Semantic Merge

What It Is

Suture's semantic merge understands the internal structure of your files. Instead of comparing files line-by-line (like Git), Suture uses format-aware drivers that parse file structure and detect changes at the logical level -- keys, elements, rows, slides, cells.

Two patches conflict only when they modify the same logical address. Changing different JSON keys, different CSV rows, or different slides in a PPTX never conflicts.

How It Works

  1. A driver parses the file into a structured intermediate representation
  2. Changes are mapped to logical addresses (e.g., database/host, sheet1/A3)
  3. The patch algebra checks for touch set overlap -- only overlapping addresses cause conflicts
  4. When merging, the driver reconstructs the file from both sides' changes

If no driver matches a file's extension, Suture falls back to line-based merge (same behavior as Git).

Supported Formats

FormatExtensionsDriverWhat It Understands JSON.jsonsuture-driver-jsonKeys, nested objects, arrays (RFC 6901 paths) YAML.yaml, .ymlsuture-driver-yamlAnchors, aliases, mappings, sequences TOML.tomlsuture-driver-tomlTables, inline tables, arrays CSV.csvsuture-driver-csvRows, columns, headers XML.xmlsuture-driver-xmlElements, attributes, namespaces Markdown.mdsuture-driver-markdownHeadings, code blocks, lists, tables, links SQL.sqlsuture-driver-sqlTables, columns, indexes, constraints (DDL) DOCX.docxsuture-driver-docxParagraphs, sections XLSX.xlsxsuture-driver-xlsxCells, sheets PPTX.pptxsuture-driver-pptxSlides PDF.pdfsuture-driver-pdfText content, pages Image.png .jpg .gif .bmp .webp .tiff .ico .avifsuture-driver-imageDimensions, color type, format OTIO.otiosuture-driver-otioClips, tracks, timeline structure

Example: JSON Config Merge

Two developers edit config.json independently:

Base (committed on main):

{
  "database": {
    "host": "localhost",
    "port": 5432
  },
  "logging": {
    "level": "info"
  }
}

Alice (on branch feature/logging) changes logging.level:

{
  "database": {
    "host": "localhost",
    "port": 5432
  },
  "logging": {
    "level": "debug"
  }
}

Bob (on main) changes database.port:

{
  "database": {
    "host": "localhost",
    "port": 3306
  },
  "logging": {
    "level": "info"
  }
}

suture merge feature/logging produces:

{
  "database": {
    "host": "localhost",
    "port": 3306
  },
  "logging": {
    "level": "debug"
  }
}

Both changes applied. No conflict.

Contrast with Git

Git treats files as opaque text. When both sides modify the same region (even different keys on adjacent lines), Git inserts conflict markers:


<<<<<<< HEAD
    "port": 3306
=======
    "level": "debug"
>>>>>>> feature/logging

Suture knows these are different JSON keys (database/port vs logging/level) and merges them automatically.

Standalone File Merge

You can use Suture's semantic merge outside of a repository:

suture merge-file base.json ours.json theirs.json
suture merge-file --driver yaml -o merged.yaml base.yaml ours.yaml theirs.yaml

The --driver flag selects a specific driver. If omitted, Suture auto-detects by file extension.

Writing a Custom Driver

Implement the SutureDriver trait to add support for a new format:

  1. Create a crate: crates/suture-driver-<format>/
  2. Depend on suture-driver and implement SutureDriver
  3. Implement diff() to produce SemanticChange values between two file versions
  4. Implement format_diff() for human-readable output
  5. Implement merge() for three-way semantic merge (return None on genuine conflict)
  6. Return supported extensions from supported_extensions()

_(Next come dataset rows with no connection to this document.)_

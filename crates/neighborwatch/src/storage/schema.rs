//! `SQLite` schema definitions for neighborwatch.
//!
//! Each former document collection maps to a table: user profiles, reports
//! with their votes and comments, and per-zone chat messages.

/// SQL statement to create the users table.
pub const CREATE_USERS_TABLE: &str = r"
CREATE TABLE IF NOT EXISTS users (
    uid TEXT PRIMARY KEY,
    email TEXT NOT NULL UNIQUE COLLATE NOCASE,
    display_name TEXT NOT NULL,
    password_salt TEXT NOT NULL,
    password_digest TEXT NOT NULL,
    zone TEXT NOT NULL,
    push_token TEXT,
    home_latitude REAL,
    home_longitude REAL,
    created_at TEXT NOT NULL
)
";

/// SQL statement to create the reports table.
pub const CREATE_REPORTS_TABLE: &str = r"
CREATE TABLE IF NOT EXISTS reports (
    id INTEGER PRIMARY KEY AUTOINCREMENT,
    category TEXT NOT NULL,
    description TEXT,
    reporter_name TEXT,
    latitude REAL,
    longitude REAL,
    created_at TEXT NOT NULL
)
";

/// SQL statement to create the votes table.
///
/// The primary key keeps a voter in at most one of confirm or deny.
pub const CREATE_VOTES_TABLE: &str = r"
CREATE TABLE IF NOT EXISTS votes (
    report_id INTEGER NOT NULL REFERENCES reports(id) ON DELETE CASCADE,
    voter_id TEXT NOT NULL,
    kind TEXT NOT NULL CHECK (kind IN ('confirm', 'deny')),
    voted_at TEXT NOT NULL,
    PRIMARY KEY (report_id, voter_id)
)
";

/// SQL statement to create the comments table.
pub const CREATE_COMMENTS_TABLE: &str = r"
CREATE TABLE IF NOT EXISTS comments (
    id INTEGER PRIMARY KEY AUTOINCREMENT,
    report_id INTEGER NOT NULL REFERENCES reports(id) ON DELETE CASCADE,
    text TEXT NOT NULL,
    author TEXT NOT NULL,
    created_at TEXT NOT NULL
)
";

/// SQL statement to create the chat messages table.
pub const CREATE_CHAT_MESSAGES_TABLE: &str = r"
CREATE TABLE IF NOT EXISTS chat_messages (
    id INTEGER PRIMARY KEY AUTOINCREMENT,
    zone TEXT NOT NULL,
    text TEXT NOT NULL,
    sender_id TEXT NOT NULL,
    sender_name TEXT NOT NULL,
    kind TEXT NOT NULL,
    latitude REAL,
    longitude REAL,
    created_at TEXT NOT NULL
)
";

/// SQL statement to create an index on report time for the newest-first list.
pub const CREATE_REPORTS_TIME_INDEX: &str = r"
CREATE INDEX IF NOT EXISTS idx_reports_created ON reports(created_at DESC)
";

/// SQL statement to create an index on report category for filtering.
pub const CREATE_REPORTS_CATEGORY_INDEX: &str = r"
CREATE INDEX IF NOT EXISTS idx_reports_category ON reports(category)
";

/// SQL statement to create an index on comments by report.
pub const CREATE_COMMENTS_REPORT_INDEX: &str = r"
CREATE INDEX IF NOT EXISTS idx_comments_report ON comments(report_id, id)
";

/// SQL statement to create an index on chat messages by zone.
pub const CREATE_CHAT_ZONE_INDEX: &str = r"
CREATE INDEX IF NOT EXISTS idx_chat_zone ON chat_messages(zone, id)
";

/// SQL statement to create the metadata table for storing key-value pairs.
pub const CREATE_METADATA_TABLE: &str = r"
CREATE TABLE IF NOT EXISTS metadata (
    key TEXT PRIMARY KEY,
    value TEXT NOT NULL
)
";

/// All schema creation statements in order.
pub const SCHEMA_STATEMENTS: &[&str] = &[
    CREATE_USERS_TABLE,
    CREATE_REPORTS_TABLE,
    CREATE_VOTES_TABLE,
    CREATE_COMMENTS_TABLE,
    CREATE_CHAT_MESSAGES_TABLE,
    CREATE_REPORTS_TIME_INDEX,
    CREATE_REPORTS_CATEGORY_INDEX,
    CREATE_COMMENTS_REPORT_INDEX,
    CREATE_CHAT_ZONE_INDEX,
    CREATE_METADATA_TABLE,
];

#[cfg(test)]
mod tests {
    use super::*;

    #[test]
    fn test_schema_statements_not_empty() {
        assert!(!SCHEMA_STATEMENTS.is_empty());
        for stmt in SCHEMA_STATEMENTS {
            assert!(!stmt.trim().is_empty());
        }
    }

    #[test]
    fn test_votes_primary_key_is_report_and_voter() {
        assert!(CREATE_VOTES_TABLE.contains("PRIMARY KEY (report_id, voter_id)"));
    }

    #[test]
    fn test_users_email_unique() {
        assert!(CREATE_USERS_TABLE.contains("email TEXT NOT NULL UNIQUE"));
    }

    #[test]
    fn test_report_coordinates_nullable() {
        assert!(CREATE_REPORTS_TABLE.contains("latitude REAL,"));
        assert!(!CREATE_REPORTS_TABLE.contains("latitude REAL NOT NULL"));
    }

    #[test]
    fn test_create_metadata_table_structure() {
        assert!(CREATE_METADATA_TABLE.contains("key TEXT PRIMARY KEY"));
        assert!(CREATE_METADATA_TABLE.contains("value TEXT NOT NULL"));
    }
}
impl App {
    async fn open(config: Config, position: Option<(f64, f64)>) -> anyhow::Result<Self> {
        let path = config.database_path();
        let storage = Storage::open(&path)
            .with_context(|| format!("opening database {}", path.display()))?
            .into_shared();

        let auth = Auth::new(storage.clone());
        let session = auth.restore().await?;

        let mut geolocator = FixedGeolocator::from_config(&config.location);
        if let Some((latitude, longitude)) = position {
            geolocator = geolocator.with_position(Coordinates::new(latitude, longitude));
        }

        let token = storage.lock().await.device_token()?;
        let notifier = Arc::new(ConsoleNotifier::new(&config.notifications, token));

        Ok(Self {
            config,
            storage,
            auth,
            session,
            geolocator,
            notifier,
        })
    }

    fn zone(&self) -> String {
        self.session.zone(&self.config.session.default_zone)
    }
}

#[tokio::main]
async fn main() -> anyhow::Result<()> {
    let cli = Cli::parse();

    // Initialize logging based on verbosity
    init_logging(cli.verbosity());

    let position = cli.position_override();
    match cli.command {
        // Configuration commands must work even when the file is broken.
        Command::Config(cmd) => handle_config(cli.config, cmd),
        Command::Emergency(cmd) => handle_emergency(cmd),
        Command::Links(cmd) => handle_links(cmd),
        command => {
            let config = Config::load_from(cli.config).context("loading configuration")?;
            let app = App::open(config, position).await?;
            run(&app, command).await
        }
    }
}
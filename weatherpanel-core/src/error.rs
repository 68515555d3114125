//! User-facing error types.
//!
//! Provider and config failures travel as `anyhow::Error` with context; the
//! panel collapses them into one of the fixed messages below before they
//! reach the screen.

use thiserror::Error;

use crate::model::LocationQuery;

/// Why the device position could not be obtained.
#[derive(Debug, Clone, Copy, PartialEq, Eq, Error)]
pub enum LocationError {
    #[error("position lookup is not supported")]
    Unsupported,

    #[error("position lookup was denied")]
    Denied,

    #[error("position is unavailable")]
    Unavailable,
}

/// The single message shown in place of weather data.
#[derive(Debug, Clone, Copy, PartialEq, Eq, Error)]
pub enum PanelError {
    #[error("Geolocation is not supported by this platform.")]
    GeolocationUnsupported,

    #[error("Unable to retrieve location")]
    LocationUnavailable,

    #[error("City not found")]
    CityNotFound,

    #[error("Unable to get weather data")]
    WeatherUnavailable,
}

impl PanelError {
    /// Message for a failed fetch, chosen by which lookup path was taken.
    pub fn for_failed_query(query: &LocationQuery) -> Self {
        if query.is_city() {
            PanelError::CityNotFound
        } else {
            PanelError::WeatherUnavailable
        }
    }
}

impl From<LocationError> for PanelError {
    fn from(err: LocationError) -> Self {
        match err {
            LocationError::Unsupported => PanelError::GeolocationUnsupported,
            LocationError::Denied | LocationError::Unavailable => PanelError::LocationUnavailable,
        }
    }
}
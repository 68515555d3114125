use anyhow::Context;
use chrono::Utc;
use clap::{Args, Parser, Subcommand};
use tokio::io::BufReader;
use weatherpanel_core::{
    Config, ConfiguredPosition, Coordinates, WeatherPanel, WeatherProvider, format_local_time,
    provider_from_config,
};

use crate::{configure, interactive, render};

/// Top-level CLI struct.
#[derive(Debug, Parser)]
#[command(name = "weatherpanel", version, about = "Current weather with a live local clock")]
pub struct Cli {
    #[command(subcommand)]
    pub command: Command,
}

#[derive(Debug, Subcommand)]
pub enum Command {
    /// Set the API key and default position interactively.
    Configure,

    /// Print the weather once, for a city or for the configured position.
    Show {
        /// City name; when absent the position is used instead.
        city: Option<String>,

        #[command(flatten)]
        position: PositionArgs,

        /// Print the weather result as JSON.
        #[arg(long)]
        json: bool,
    },

    /// Live panel: type a city and press Enter to look it up, `:q` to quit.
    Watch {
        #[command(flatten)]
        position: PositionArgs,
    },
}

/// Overrides the configured position for this run.
#[derive(Debug, Args)]
pub struct PositionArgs {
    /// Latitude in decimal degrees.
    #[arg(long, requires = "lon", allow_negative_numbers = true)]
    pub lat: Option<f64>,

    /// Longitude in decimal degrees.
    #[arg(long, requires = "lat", allow_negative_numbers = true)]
    pub lon: Option<f64>,
}

impl PositionArgs {
    pub fn coordinates(&self) -> Option<Coordinates> {
        match (self.lat, self.lon) {
            (Some(lat), Some(lon)) => Some(Coordinates::new(lat, lon)),
            _ => None,
        }
    }
}

type Panel = WeatherPanel<Box<dyn WeatherProvider>, ConfiguredPosition>;

fn build_panel(position: &PositionArgs) -> anyhow::Result<Panel> {
    let config = Config::load()?;
    let provider = provider_from_config(&config)?;
    Ok(WeatherPanel::new(provider, config.position(position.coordinates())))
}

impl Cli {
    pub async fn run(self) -> anyhow::Result<()> {
        match self.command {
            Command::Configure => configure::run(),
            Command::Show { city, position, json } => show(city, &position, json).await,
            Command::Watch { position } => {
                let panel = build_panel(&position)?;
                let input = BufReader::new(tokio::io::stdin());
                interactive::run(panel, input, std::io::stdout()).await
            }
        }
    }
}

async fn show(city: Option<String>, position: &PositionArgs, json: bool) -> anyhow::Result<()> {
    let mut panel = build_panel(position)?;

    match city {
        Some(city) => panel.search(&city).await,
        None => panel.mount().await,
    }

    if let Some(err) = panel.error() {
        return Err(err.into());
    }

    let Some(result) = panel.result() else {
        return Ok(());
    };

    if json {
        let out = serde_json::to_string_pretty(result).context("Failed to serialize weather result")?;
        println!("{out}");
    } else {
        // One-shot output never waits for a tick, so compute the local time directly.
        let local_time = format_local_time(Utc::now(), result.utc_offset_secs);
        println!("{}", render::panel_text(Some(result), None, &local_time));
    }

    Ok(())
}
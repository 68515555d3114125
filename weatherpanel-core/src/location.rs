use async_trait::async_trait;
use std::fmt::Debug;

use crate::{error::LocationError, model::Coordinates};

/// Source of the device's current position (single-shot).
#[async_trait]
pub trait PositionProvider: Send + Sync + Debug {
    async fn current_position(&self) -> Result<Coordinates, LocationError>;
}

/// Position taken from configuration or command-line flags.
#[derive(Debug, Clone, Copy, PartialEq)]
pub struct ConfiguredPosition {
    outcome: Result<Coordinates, LocationError>,
}

impl ConfiguredPosition {
    /// `None` means this platform has no position to offer.
    pub fn new(coords: Option<Coordinates>) -> Self {
        Self { outcome: coords.ok_or(LocationError::Unsupported) }
    }

    pub fn denied() -> Self {
        Self { outcome: Err(LocationError::Denied) }
    }
}

#[async_trait]
impl PositionProvider for ConfiguredPosition {
    async fn current_position(&self) -> Result<Coordinates, LocationError> {
        self.outcome
    }
}

#[cfg(test)]
mod tests {
    use super::*;

    #[tokio::test]
    async fn configured_position_outcomes() {
        let here = Coordinates::new(51.5, -0.12);

        assert_eq!(ConfiguredPosition::new(Some(here)).current_position().await, Ok(here));
        assert_eq!(
            ConfiguredPosition::new(None).current_position().await,
            Err(LocationError::Unsupported)
        );
        assert_eq!(
            ConfiguredPosition::denied().current_position().await,
            Err(LocationError::Denied)
        );
    }
}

See crates/suture-driver-example/ for a minimal working driver.

Element ID Convention

Use slash-delimited paths that reflect the document hierarchy:

FormatExample Element IDs JSONdatabase/host, logging/level XLSXworkbook/sheet/rows/3/cols/A DOCXdoc/body/paragraphs/5/runs/2 OTIOtimeline/track/clip, timeline/stack

Commutativity

Two patches commute when their touch sets are disjoint. The driver only needs to compute correct touch sets -- Suture's patch algebra handles the rest.

Fallback

Files without a matching driver use line-based diff and merge, identical to Git's behavior. This covers source code (.rs, .py, .js, etc.) and any other text format.